The BBC has been accused of forcing people to use Microsoft's Windows operating system to access its iPlayer service - which is due to launch later this year.

The Open Source Consortium (OSC), which comprises of organisations, businesses and individual proponents of open-source software, made the charges against the BBC and has threatened to complain to the European Commission (EC).

The group has voiced its concerns to Ofcom, the Department of Trade and Industry and BBC Trust - asking for the BBC to re-examine the effects of the iPlayer being tied to the Windows platform.

In February, when the OSC raised the complaint with Ofcom, OSC chief executive, Iain Roberts, said: "This action from the BBC effectively promotes one operating system vendor at the expense of others. It is very disturbing that the BBC should be using licence payers' money to affect the operating system market in this way. Imagine if the BBC were to launch new digital channels, but only make them available on a certain make of television - there would be uproar."

The iPlayer catch-up service, which uses Microsoft technology, enables viewers to watch shows up to a month after they are first broadcast.

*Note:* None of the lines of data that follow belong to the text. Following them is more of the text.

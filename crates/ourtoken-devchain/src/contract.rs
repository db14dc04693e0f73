//! Contracts the development chain can host

use ourtoken_abi::{decode, ParamType, Token as AbiToken};
use ourtoken_primitives::{Address, U256};
use ourtoken_token::{dispatch, Log, Revert, Token};

/// Successful execution
#[derive(Clone, Debug, Default, PartialEq, Eq)]
pub struct Execution {
    /// Return data
    pub output: Vec<u8>,
    /// Emitted logs
    pub logs: Vec<Log>,
}

/// Deployed contract state driven by calldata
pub trait Contract: Send + Sync {
    /// Artifact name this contract was created from
    fn name(&self) -> &str;

    /// Execute `input` from `caller`; `address` is the contract's own address
    fn execute(
        &mut self,
        address: Address,
        caller: Address,
        input: &[u8],
    ) -> Result<Execution, Revert>;

    /// Clone into a new box
    fn clone_box(&self) -> Box<dyn Contract>;
}

impl Clone for Box<dyn Contract> {
    fn clone(&self) -> Self {
        self.clone_box()
    }
}

impl Contract for Token {
    fn name(&self) -> &str {
        TokenArtifact::NAME
    }

    fn execute(
        &mut self,
        address: Address,
        caller: Address,
        input: &[u8],
    ) -> Result<Execution, Revert> {
        let out = dispatch(self, caller, input)?;
        Ok(Execution {
            output: out.output,
            logs: out.events.iter().map(|e| e.to_log(address)).collect(),
        })
    }

    fn clone_box(&self) -> Box<dyn Contract> {
        Box::new(self.clone())
    }
}

/// Deployable contract code: constructor input in, contract instance out
pub trait Artifact {
    /// Contract name the deployment is recorded under
    fn contract_name(&self) -> &'static str;

    /// Constructor parameter types
    fn constructor_inputs(&self) -> Vec<ParamType>;

    /// Run the constructor
    fn instantiate(
        &self,
        address: Address,
        deployer: Address,
        input: &[u8],
    ) -> Result<(Box<dyn Contract>, Execution), Revert>;
}

/// The token's artifact
///
/// Constructor: `(string name, string symbol, uint8 decimals, uint256 initialSupply)`.
/// The whole initial supply is minted to the deployer.
#[derive(Clone, Copy, Debug, Default)]
pub struct TokenArtifact;

impl TokenArtifact {
    /// Contract name
    pub const NAME: &'static str = "Token";

    /// Encode constructor arguments
    pub fn constructor_args(
        name: &str,
        symbol: &str,
        decimals: u8,
        initial_supply: U256,
    ) -> Vec<AbiToken> {
        vec![
            AbiToken::String(name.to_string()),
            AbiToken::String(symbol.to_string()),
            AbiToken::Uint(U256::from(decimals)),
            AbiToken::Uint(initial_supply),
        ]
    }
}

impl Artifact for TokenArtifact {
    fn contract_name(&self) -> &'static str {
        Self::NAME
    }

    fn constructor_inputs(&self) -> Vec<ParamType> {
        vec![ParamType::String, ParamType::String, ParamType::Uint(8), ParamType::Uint(256)]
    }

    fn instantiate(
        &self,
        address: Address,
        deployer: Address,
        input: &[u8],
    ) -> Result<(Box<dyn Contract>, Execution), Revert> {
        let mut args = decode(&self.constructor_inputs(), input)
            .map_err(|_| Revert::default())?
            .into_iter();
        let mut next = || args.next().ok_or_else(Revert::default);

        let name = next()?.into_string().ok_or_else(Revert::default)?;
        let symbol = next()?.into_string().ok_or_else(Revert::default)?;
        let decimals = next()?
            .into_uint()
            .and_then(|d| u8::try_from(d.low_u64()).ok())
            .ok_or_else(Revert::default)?;
        let supply = next()?.into_uint().ok_or_else(Revert::default)?;

        let (token, event) = Token::deploy(deployer, name, symbol, decimals, supply)?;
        let execution = Execution {
            output: Vec::new(),
            logs: vec![event.to_log(address)],
        };
        Ok((Box::new(token), execution))
    }
}
//! Decimal amount conversion

use ourtoken_primitives::U256;

use crate::{DevChainError, DevChainResult};

/// Decimals of the native unit, used by [`parse_ether`]
const ETHER_DECIMALS: u8 = 18;

/// Parse a decimal string into base units with `decimals` fractional digits
///
/// `parse_units("1.5", 2) == 150`
pub fn parse_units(value: &str, decimals: u8) -> DevChainResult<U256> {
    let invalid = || DevChainError::InvalidAmount(value.to_string());
    let trimmed = value.trim();
    let (whole, fraction) = match trimmed.split_once('.') {
        Some((whole, fraction)) => (whole, fraction),
        None => (trimmed, ""),
    };
    if whole.is_empty() && fraction.is_empty() {
        return Err(invalid());
    }
    if !whole.chars().chain(fraction.chars()).all(|c| c.is_ascii_digit()) {
        return Err(invalid());
    }
    if fraction.len() > decimals as usize {
        return Err(invalid());
    }

    let padded = format!("{}{}{}", whole, fraction, "0".repeat(decimals as usize - fraction.len()));
    let digits = padded.trim_start_matches('0');
    if digits.is_empty() {
        return Ok(U256::zero());
    }
    U256::from_dec_str(digits).map_err(|_| invalid())
}

/// Parse a decimal string with 18 fractional digits
pub fn parse_ether(value: &str) -> DevChainResult<U256> {
    parse_units(value, ETHER_DECIMALS)
}

/// Render base units as a decimal string
///
/// At least one fractional digit is kept: `format_units(150, 2) == "1.5"`,
/// `format_units(100, 2) == "1.0"`.
pub fn format_units(value: U256, decimals: u8) -> String {
    let digits = value.to_string();
    let decimals = decimals as usize;
    if decimals == 0 {
        return digits;
    }
    let padded = format!("{:0>width$}", digits, width = decimals + 1);
    let (whole, fraction) = padded.split_at(padded.len() - decimals);
    let fraction = fraction.trim_end_matches('0');
    if fraction.is_empty() {
        format!("{}.0", whole)
    } else {
        format!("{}.{}", whole, fraction)
    }
}
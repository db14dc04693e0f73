//! # ourtoken-token
//!
//! The standard fungible token the harness deploys and tests.
//!
//! [`Token`] is the ledger (balances, allowances, total supply). Its write
//! operations return the [`Event`] they emit or a [`TokenError`] carrying the
//! standard custom error. [`dispatch`] exposes the ledger through the usual
//! Solidity ABI so the development chain can drive it with calldata.

#![warn(missing_docs)]
#![warn(clippy::all)]

mod dispatch;
mod error;
mod event;
pub mod interface;
mod ledger;

pub use dispatch::{dispatch, CallOutput, Revert};
pub use error::TokenError;
pub use event::{Event, Log};
pub use ledger::Token;

/// Result alias for ledger operations
pub type TokenResult<T> = Result<T, TokenError>;
//! Token errors and their revert encoding

use thiserror::Error;

use ourtoken_abi::Token as AbiToken;
use ourtoken_primitives::{Address, U256};

use crate::interface::{self, PANIC_ARITHMETIC};

/// Standard token custom errors
#[derive(Debug, Clone, PartialEq, Eq, Error)]
pub enum TokenError {
    /// `sender` holds `balance` but tried to move `needed`
    #[error("ERC20InsufficientBalance({sender}, {balance}, {needed})")]
    InsufficientBalance {
        /// Account being debited
        sender: Address,
        /// Its current balance
        balance: U256,
        /// Amount requested
        needed: U256,
    },

    /// Transfer from the zero address
    #[error("ERC20InvalidSender({sender})")]
    InvalidSender {
        /// Offending sender
        sender: Address,
    },

    /// Transfer to the zero address
    #[error("ERC20InvalidReceiver({receiver})")]
    InvalidReceiver {
        /// Offending receiver
        receiver: Address,
    },

    /// `spender` is approved for `allowance` but tried to move `needed`
    #[error("ERC20InsufficientAllowance({spender}, {allowance}, {needed})")]
    InsufficientAllowance {
        /// Spender
        spender: Address,
        /// Current allowance
        allowance: U256,
        /// Amount requested
        needed: U256,
    },

    /// Approval from the zero address
    #[error("ERC20InvalidApprover({approver})")]
    InvalidApprover {
        /// Offending approver
        approver: Address,
    },

    /// Approval for the zero address
    #[error("ERC20InvalidSpender({spender})")]
    InvalidSpender {
        /// Offending spender
        spender: Address,
    },

    /// Checked arithmetic failed (total supply overflow)
    #[error("Panic(0x11): arithmetic overflow")]
    ArithmeticOverflow,
}

impl TokenError {
    /// Solidity error name
    pub fn name(&self) -> &'static str {
        match self {
            TokenError::InsufficientBalance { .. } => "ERC20InsufficientBalance",
            TokenError::InvalidSender { .. } => "ERC20InvalidSender",
            TokenError::InvalidReceiver { .. } => "ERC20InvalidReceiver",
            TokenError::InsufficientAllowance { .. } => "ERC20InsufficientAllowance",
            TokenError::InvalidApprover { .. } => "ERC20InvalidApprover",
            TokenError::InvalidSpender { .. } => "ERC20InvalidSpender",
            TokenError::ArithmeticOverflow => "Panic",
        }
    }

    fn args(&self) -> Vec<AbiToken> {
        match self {
            TokenError::InsufficientBalance { sender, balance, needed } => vec![
                AbiToken::Address(*sender),
                AbiToken::Uint(*balance),
                AbiToken::Uint(*needed),
            ],
            TokenError::InsufficientAllowance { spender, allowance, needed } => vec![
                AbiToken::Address(*spender),
                AbiToken::Uint(*allowance),
                AbiToken::Uint(*needed),
            ],
            TokenError::InvalidSender { sender: a }
            | TokenError::InvalidReceiver { receiver: a }
            | TokenError::InvalidApprover { approver: a }
            | TokenError::InvalidSpender { spender: a } => vec![AbiToken::Address(*a)],
            TokenError::ArithmeticOverflow => vec![AbiToken::Uint(U256::from(PANIC_ARITHMETIC))],
        }
    }

    /// ABI-encoded revert data (selector + arguments)
    pub fn to_revert_data(&self) -> Vec<u8> {
        match interface::error(self.name()) {
            Some(def) => def.encode(&self.args()),
            None => Vec::new(),
        }
    }

    /// Decode revert data back into a token error
    pub fn from_revert_data(data: &[u8]) -> Option<Self> {
        let def = interface::errors().iter().find(|def| def.matches(data))?;
        let mut args = def.decode(data).ok()?.into_iter();
        let error = match def.name {
            "ERC20InsufficientBalance" => TokenError::InsufficientBalance {
                sender: args.next()?.into_address()?,
                balance: args.next()?.into_uint()?,
                needed: args.next()?.into_uint()?,
            },
            "ERC20InsufficientAllowance" => TokenError::InsufficientAllowance {
                spender: args.next()?.into_address()?,
                allowance: args.next()?.into_uint()?,
                needed: args.next()?.into_uint()?,
            },
            "ERC20InvalidSender" => TokenError::InvalidSender {
                sender: args.next()?.into_address()?,
            },
            "ERC20InvalidReceiver" => TokenError::InvalidReceiver {
                receiver: args.next()?.into_address()?,
            },
            "ERC20InvalidApprover" => TokenError::InvalidApprover {
                approver: args.next()?.into_address()?,
            },
            "ERC20InvalidSpender" => TokenError::InvalidSpender {
                spender: args.next()?.into_address()?,
            },
            "Panic" if args.next()?.into_uint()? == U256::from(PANIC_ARITHMETIC) => {
                TokenError::ArithmeticOverflow
            }
            _ => return None,
        };
        Some(error)
    }
}
//! Offline render of an automated circulate sweep to a WAV file.
//!
//! A sawtooth runs through the effect while the centre frequency sweeps up
//! and back down, with the stage count stepping up every second. Automation
//! is sent the way a host sends it: a few sparse points per block.
//!
//! Run with: cargo run --example offline_render [output.wav]

use color_eyre::eyre::{Result as EyreResult, WrapErr};
use hound::{SampleFormat, WavSpec, WavWriter};

use circulate_dsp::{AutomationPoint, CirculateProcessor, ParamChanges, ParamId, ProcessSetup};

const SAMPLE_RATE: u32 = 48_000;
const BLOCK_SIZE: usize = 512;
const SECONDS: usize = 8;
const SAW_HZ: f32 = 82.41;

fn main() -> EyreResult<()> {
    color_eyre::install()?;

    let path = std::env::args()
        .nth(1)
        .unwrap_or_else(|| "circulate_sweep.wav".to_string());

    let mut processor = CirculateProcessor::new(ProcessSetup::new(SAMPLE_RATE, BLOCK_SIZE))?;

    let spec = WavSpec {
        channels: 2,
        sample_rate: SAMPLE_RATE,
        bits_per_sample: 32,
        sample_format: SampleFormat::Float,
    };
    let mut writer =
        WavWriter::create(&path, spec).wrap_err_with(|| format!("failed to create {path}"))?;

    let total = SAMPLE_RATE as usize * SECONDS;
    let mut phase = 0.0f32;
    let mut input = vec![0.0f32; BLOCK_SIZE];
    let mut left = vec![0.0f32; BLOCK_SIZE];
    let mut right = vec![0.0f32; BLOCK_SIZE];

    // Fixed settings, sent once on the first block
    let feedback = [AutomationPoint::new(0, 0.85)];
    let focus = [AutomationPoint::new(0, 0.6)];

    let mut rendered = 0;
    while rendered < total {
        let frames = BLOCK_SIZE.min(total - rendered);

        for sample in input[..frames].iter_mut() {
            *sample = 0.4 * (2.0 * phase - 1.0);
            phase = (phase + SAW_HZ / SAMPLE_RATE as f32).fract();
        }

        // Triangle sweep over the whole render, one point every 128 samples
        let center: Vec<AutomationPoint> = (0..frames)
            .step_by(128)
            .map(|offset| {
                let t = (rendered + offset) as f32 / total as f32;
                AutomationPoint::new(offset, 1.0 - (2.0 * t - 1.0).abs())
            })
            .collect();

        // Stage count steps up once a second
        let second = rendered / SAMPLE_RATE as usize;
        let depth = [AutomationPoint::new(0, (second + 1) as f32 / SECONDS as f32)];

        let mut changes = vec![
            ParamChanges::new(ParamId::Center, &center),
            ParamChanges::new(ParamId::Depth, &depth),
        ];
        if rendered == 0 {
            changes.push(ParamChanges::new(ParamId::Feedback, &feedback));
            changes.push(ParamChanges::new(ParamId::Focus, &focus));
        }

        processor.process(
            frames,
            &[&input[..frames], &input[..frames]],
            &mut [&mut left[..frames], &mut right[..frames]],
            &changes,
        );

        for (&l, &r) in left[..frames].iter().zip(&right[..frames]) {
            writer.write_sample(l)?;
            writer.write_sample(r)?;
        }

        rendered += frames;
    }

    writer.finalize()?;

    let state = processor.state();
    println!("Rendered {} s to {}", SECONDS, path);
    println!(
        "Final depth {:.2}, {} stages at {:.0} Hz",
        state.depth,
        processor.channel(0).map_or(0, |c| c.active_stages()),
        processor.channel(0).map_or(0.0, |c| c.center_hz()),
    );
    Ok(())
}
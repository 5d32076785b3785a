pub mod config;
pub mod control; // Live control messages for the audio thread
pub mod dsp;
pub mod effect; // Circulate signal path and block processor
pub mod params; // Parameter ids and sample-accurate automation
pub mod state;

pub use config::{ChannelLayout, ConfigError, ProcessSetup};
pub use control::{ControlMessage, ControlReceiver};
pub use effect::{CirculateEffect, CirculateProcessor};
pub use params::{AudioEffectParameters, AutomationPoint, ParamChanges, ParamId, ParamUnit};
pub use state::{PersistedState, StateError};

pub const MAX_BLOCK_SIZE: usize = 2048;
/// Capacity of the allpass cascade.
pub const MAX_NUM_STAGES: usize = 64;
pub const MAX_CHANNELS: usize = 2;
use tracing::{debug, info};

use super::circulate::CirculateEffect;
use crate::{
    config::{ChannelLayout, ConfigError, ProcessSetup},
    control::{ControlMessage, ControlReceiver},
    params::{AudioEffectParameters, ParamChanges, ParamId},
    state::{PersistedState, StateError},
    MAX_CHANNELS,
};

/*
Block Processing
================

For every host block:

  1. bypass       read once, from the last point of its queue
  2. pre-fill     every parameter buffer ← last explicit value
  3. automation   sparse points → dense step buffers
  4. smoothing    all parameters, changed or not
  5. channels     bypassed: copy input to output
                  otherwise: each channel's CirculateEffect, all reading
                  the same parameter buffers

Steps 2-5 run per sub-block when the host hands over more samples than the
configured maximum; automation offsets are rebased onto each sub-block.
*/

/// The effect as a whole: shared parameters plus one processor per channel.
#[derive(Debug, Clone)]
pub struct CirculateProcessor {
    setup: ProcessSetup,
    layout: ChannelLayout,
    params: AudioEffectParameters,
    channels: [CirculateEffect; MAX_CHANNELS],
    bypassed: bool,
}

impl CirculateProcessor {
    pub fn new(setup: ProcessSetup) -> Result<Self, ConfigError> {
        setup.validate()?;

        info!(
            sample_rate = setup.sample_rate,
            max_block_size = setup.max_block_size,
            "creating circulate processor"
        );

        Ok(Self {
            setup,
            layout: ChannelLayout::default(),
            params: AudioEffectParameters::new(&setup),
            channels: std::array::from_fn(|_| CirculateEffect::new(&setup)),
            bypassed: false,
        })
    }

    /// Prepare for a new sample rate or block size. Parameter values and
    /// filter memory are kept.
    pub fn configure(&mut self, setup: ProcessSetup) -> Result<(), ConfigError> {
        setup.validate()?;

        self.setup = setup;
        self.params.configure(&setup);
        for channel in self.channels.iter_mut() {
            channel.configure(&setup);
        }

        info!(
            sample_rate = setup.sample_rate,
            max_block_size = setup.max_block_size,
            max_allowed_hz = self.channels[0].max_allowed_hz(),
            "configured circulate processor"
        );
        Ok(())
    }

    /// Negotiate the bus arrangement. Only mono→mono and stereo→stereo are
    /// accepted.
    pub fn set_channel_layout(
        &mut self,
        inputs: usize,
        outputs: usize,
    ) -> Result<ChannelLayout, ConfigError> {
        let layout = ChannelLayout::from_counts(inputs, outputs).inspect_err(|err| {
            debug!(%err, "rejected channel layout");
        })?;
        self.layout = layout;
        debug!(?layout, "channel layout set");
        Ok(layout)
    }

    pub fn layout(&self) -> ChannelLayout {
        self.layout
    }

    pub fn setup(&self) -> ProcessSetup {
        self.setup
    }

    pub fn params(&self) -> &AudioEffectParameters {
        &self.params
    }

    pub fn params_mut(&mut self) -> &mut AudioEffectParameters {
        &mut self.params
    }

    pub fn channel(&self, index: usize) -> Option<&CirculateEffect> {
        self.channels.get(index)
    }

    pub fn is_bypassed(&self) -> bool {
        self.bypassed
    }

    pub fn set_bypassed(&mut self, bypassed: bool) {
        self.bypassed = bypassed;
    }

    /// Process `num_samples` from `inputs` into `outputs`.
    ///
    /// Runs `min(inputs, outputs, layout)` channels; `num_samples` is
    /// capped at the shortest buffer in use. Empty blocks are no-ops.
    pub fn process(
        &mut self,
        num_samples: usize,
        inputs: &[&[f32]],
        outputs: &mut [&mut [f32]],
        changes: &[ParamChanges],
    ) {
        let channels = inputs.len().min(outputs.len()).min(self.layout.channels());
        let num_samples = inputs[..channels]
            .iter()
            .map(|buffer| buffer.len())
            .chain(outputs[..channels].iter().map(|buffer| buffer.len()))
            .fold(num_samples, usize::min);
        if channels == 0 || num_samples == 0 {
            return;
        }

        self.read_bypass(changes);

        let mut start = 0;
        while start < num_samples {
            let end = start + (num_samples - start).min(self.setup.max_block_size);
            self.prepare_block(start, end, num_samples, changes);

            for (index, channel) in self.channels[..channels].iter_mut().enumerate() {
                let input = &inputs[index][start..end];
                let output = &mut outputs[index][start..end];

                if self.bypassed {
                    output.copy_from_slice(input);
                } else {
                    channel.process_block(input, output, &self.params);
                }
            }

            start = end;
        }
    }

    /// Process `num_samples` of each buffer in place.
    pub fn process_in_place(
        &mut self,
        num_samples: usize,
        buffers: &mut [&mut [f32]],
        changes: &[ParamChanges],
    ) {
        let channels = buffers.len().min(self.layout.channels());
        let num_samples = buffers[..channels]
            .iter()
            .map(|buffer| buffer.len())
            .fold(num_samples, usize::min);
        if channels == 0 || num_samples == 0 {
            return;
        }

        self.read_bypass(changes);

        let mut start = 0;
        while start < num_samples {
            let end = start + (num_samples - start).min(self.setup.max_block_size);
            self.prepare_block(start, end, num_samples, changes);

            if !self.bypassed {
                for (channel, buffer) in self.channels[..channels].iter_mut().zip(buffers.iter_mut()) {
                    channel.process_in_place(&mut buffer[start..end], &self.params);
                }
            }

            start = end;
        }
    }

    fn read_bypass(&mut self, changes: &[ParamChanges]) {
        for change in changes.iter().filter(|change| change.id == ParamId::Bypass) {
            if let Some(value) = change.last_value() {
                self.bypassed = value > 0.5;
            }
        }
    }

    /// Pre-fill, apply the automation that falls in `start..end`, smooth.
    fn prepare_block(&mut self, start: usize, end: usize, total: usize, changes: &[ParamChanges]) {
        self.params.begin_block(end - start);

        for change in changes.iter().filter(|change| change.id != ParamId::Bypass) {
            let points = change.points;
            let lo = points.partition_point(|point| point.offset < start);
            // Offsets past the end of the block belong to the final sub-block
            let hi = if end >= total {
                points.len()
            } else {
                points.partition_point(|point| point.offset < end)
            };

            if lo < hi {
                self.params.apply_changes(change.id, &points[lo..hi], start);
            }
        }

        self.params.smooth_all();
    }

    /// Apply one control message. Realtime-safe.
    pub fn handle_message(&mut self, message: ControlMessage) {
        match message {
            ControlMessage::SetParam {
                id: ParamId::Bypass,
                value,
            } => self.bypassed = value > 0.5,
            ControlMessage::SetParam { id, value } => {
                if let Some(unit) = self.params.get_mut(id) {
                    unit.set(value);
                }
            }
            ControlMessage::SetBypass(bypassed) => self.bypassed = bypassed,
            ControlMessage::Reset => self.reset(),
        }
    }

    /// Apply every pending control message.
    pub fn drain_messages<R: ControlReceiver>(&mut self, receiver: &mut R) {
        while let Some(message) = receiver.pop() {
            self.handle_message(message);
        }
    }

    /// Clear filter and feedback memory in every channel.
    pub fn reset(&mut self) {
        for channel in self.channels.iter_mut() {
            channel.reset();
        }
    }

    /// Snapshot the last explicit value of every control.
    pub fn state(&self) -> PersistedState {
        PersistedState {
            depth: self.params.depth.last_value() as f64,
            center: self.params.center.last_value() as f64,
            note: self.params.note.last_value() as f64,
            focus: self.params.focus.last_value() as f64,
            center_type: self.params.center_type.last_value() as f64,
            note_offset: self.params.note_offset.last_value() as f64,
            bypass: if self.bypassed { 1.0 } else { 0.0 },
            feedback: self.params.feedback.last_value() as f64,
        }
    }

    /// Restore a snapshot taken with [`state`](Self::state).
    pub fn set_state(&mut self, state: &PersistedState) -> Result<(), StateError> {
        state.validate()?;

        for unit in self.params.iter_mut() {
            unit.fill_with(state.value(unit.id()) as f32);
        }
        self.bypassed = state.is_bypassed();

        debug!(?state, "restored parameter state");
        Ok(())
    }

    /// Restore from the binary persisted form.
    pub fn load_state(&mut self, bytes: &[u8]) -> Result<(), StateError> {
        let state = PersistedState::from_bytes(bytes).inspect_err(|err| {
            debug!(%err, "failed to decode parameter state");
        })?;
        self.set_state(&state)
    }
}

Once downloaded from the player, programmes are only viewable within iPlayer or using Windows Media Player 10 or 11.

The BBC has said that it plans to enable those using other operating systems to access content. However the organisation has said that it is not possible to put a timeframe on when the iPlayer will be available for Mac users although it will be monitoring progress on a six monthly basis.

The OSC argued that as the iPlayer will only work on the Microsoft platform at first it will give the Windows developer an unfair advantage. The group has also said it would like to the see the BBC make the iPlayer work on all operating systems rather than forcing users to choose one desktop technology.